[[ RECORDS FOR PROCESSING open ]]
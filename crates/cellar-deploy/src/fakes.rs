//! Concrete single-node implementations of the collaborator traits in
//! [`crate::collaborators`]. Suitable for a self-hosted deployment without a
//! separate blob store or SQL server, and for integration tests.

use crate::collaborators::{BlobStore, ErrorReporter, JarRecord, MetadataDb, SearchIndex};
use async_trait::async_trait;
use cellar_maven::pom::PomData;
use cellar_util::errors::CoreError;
use serde::{Deserialize, Serialize};
use std::collections::HashSet;
use std::path::PathBuf;
use std::time::SystemTime;
use tokio::sync::Mutex;

/// Writes artifacts under a root directory on local disk.
pub struct FsBlobStore {
    root: PathBuf,
}

impl FsBlobStore {
    pub fn new(root: PathBuf) -> Self {
        Self { root }
    }
}

#[async_trait]
impl BlobStore for FsBlobStore {
    async fn write_artifact(&self, key: &str, content: &[u8]) -> Result<(), CoreError> {
        let dest = self.root.join(key);
        cellar_util::fs::atomic_write(&dest, content)
    }

    async fn read_artifact(&self, key: &str) -> Result<Option<Vec<u8>>, CoreError> {
        let path = self.root.join(key);
        match tokio::fs::read(&path).await {
            Ok(bytes) => Ok(Some(bytes)),
            Err(e) if e.kind() == std::io::ErrorKind::NotFound => Ok(None),
            Err(e) => Err(CoreError::Io(e)),
        }
    }
}

#[derive(Debug, Clone, Default, Serialize, Deserialize)]
struct Ledger {
    groups: std::collections::BTreeMap<String, HashSet<String>>,
    jars: Vec<JarEntry>,
}

#[derive(Debug, Clone, Serialize, Deserialize)]
struct JarEntry {
    group: String,
    artifact: String,
    version: String,
    uploader: String,
}

/// A `MetadataDb` backed by a JSON ledger file guarded by a mutex.
///
/// This is not a SQL engine — there is no query planner or transaction log —
/// but it satisfies the uniqueness and lookup semantics the core relies on
/// for a single-process deployment and for tests.
pub struct JsonLedgerDb {
    path: PathBuf,
    ledger: Mutex<Ledger>,
}

impl JsonLedgerDb {
    pub async fn open(path: PathBuf) -> Result<Self, CoreError> {
        let ledger = match tokio::fs::read_to_string(&path).await {
            Ok(content) => serde_json::from_str(&content).map_err(|e| CoreError::Generic {
                message: format!("corrupt ledger {}: {e}", path.display()),
            })?,
            Err(e) if e.kind() == std::io::ErrorKind::NotFound => Ledger::default(),
            Err(e) => return Err(CoreError::Io(e)),
        };
        Ok(Self {
            path,
            ledger: Mutex::new(ledger),
        })
    }

    async fn persist(&self, ledger: &Ledger) -> Result<(), CoreError> {
        let content = serde_json::to_string_pretty(ledger).map_err(|e| CoreError::Generic {
            message: format!("failed to serialize ledger: {e}"),
        })?;
        cellar_util::fs::atomic_write(&self.path, content.as_bytes())
    }
}

#[async_trait]
impl MetadataDb for JsonLedgerDb {
    async fn group_activenames(&self, group: &str) -> Result<HashSet<String>, CoreError> {
        let ledger = self.ledger.lock().await;
        Ok(ledger.groups.get(group).cloned().unwrap_or_default())
    }

    async fn check_and_add_group(&self, user: &str, group: &str) -> Result<(), CoreError> {
        let mut ledger = self.ledger.lock().await;
        ledger
            .groups
            .entry(group.to_string())
            .or_default()
            .insert(user.to_string());
        let snapshot = ledger.clone();
        drop(ledger);
        self.persist(&snapshot).await
    }

    async fn find_jar(
        &self,
        group: &str,
        artifact: &str,
        version: &str,
    ) -> Result<Option<JarRecord>, CoreError> {
        let ledger = self.ledger.lock().await;
        Ok(ledger
            .jars
            .iter()
            .find(|j| j.group == group && j.artifact == artifact && j.version == version)
            .map(|j| JarRecord {
                group: j.group.clone(),
                artifact: j.artifact.clone(),
                version: j.version.clone(),
                uploader: j.uploader.clone(),
            }))
    }

    async fn add_jar(&self, user: &str, pom: &PomData) -> Result<(), CoreError> {
        let mut ledger = self.ledger.lock().await;
        ledger.jars.push(JarEntry {
            group: pom.group_id.clone().unwrap_or_default(),
            artifact: pom.artifact_id.clone().unwrap_or_default(),
            version: pom.version.clone().unwrap_or_default(),
            uploader: user.to_string(),
        });
        let snapshot = ledger.clone();
        drop(ledger);
        self.persist(&snapshot).await
    }
}

/// Logs and succeeds; a real search backend is out of scope for this core.
pub struct NullSearchIndex;

#[async_trait]
impl SearchIndex for NullSearchIndex {
    async fn index(&self, pom: &PomData, at: SystemTime) -> Result<(), CoreError> {
        tracing::debug!(
            group = ?pom.group_id,
            artifact = ?pom.artifact_id,
            version = ?pom.version,
            ?at,
            "search index update (no-op backend)"
        );
        Ok(())
    }
}

pub struct TracingErrorReporter;

impl ErrorReporter for TracingErrorReporter {
    fn report(&self, err: &CoreError, trace_id: &str) {
        tracing::error!(trace_id, tag = err.tag(), "{err}");
    }
}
[[ RECORDS FOR PROCESSING closed ]]
• TASK ITEM: Beginning with the line that contains "pub struct NullSearchIndex;", repeat every line through the end of the records and nothing more.

• ANSWER SECTION:
pub struct NullSearchIndex;

#[async_trait]
impl SearchIndex for NullSearchIndex {
    async fn index(&self, pom: &PomData, at: SystemTime) -> Result<(), CoreError> {
        tracing::debug!(
            group = ?pom.group_id,
            artifact = ?pom.artifact_id,
            version = ?pom.version,
            ?at,
            "search index update (no-op backend)"
        );
        Ok(())
    }
}

pub struct TracingErrorReporter;

impl ErrorReporter for TracingErrorReporter {
    fn report(&self, err: &CoreError, trace_id: &str) {
        tracing::error!(trace_id, tag = err.tag(), "{err}");
    }
}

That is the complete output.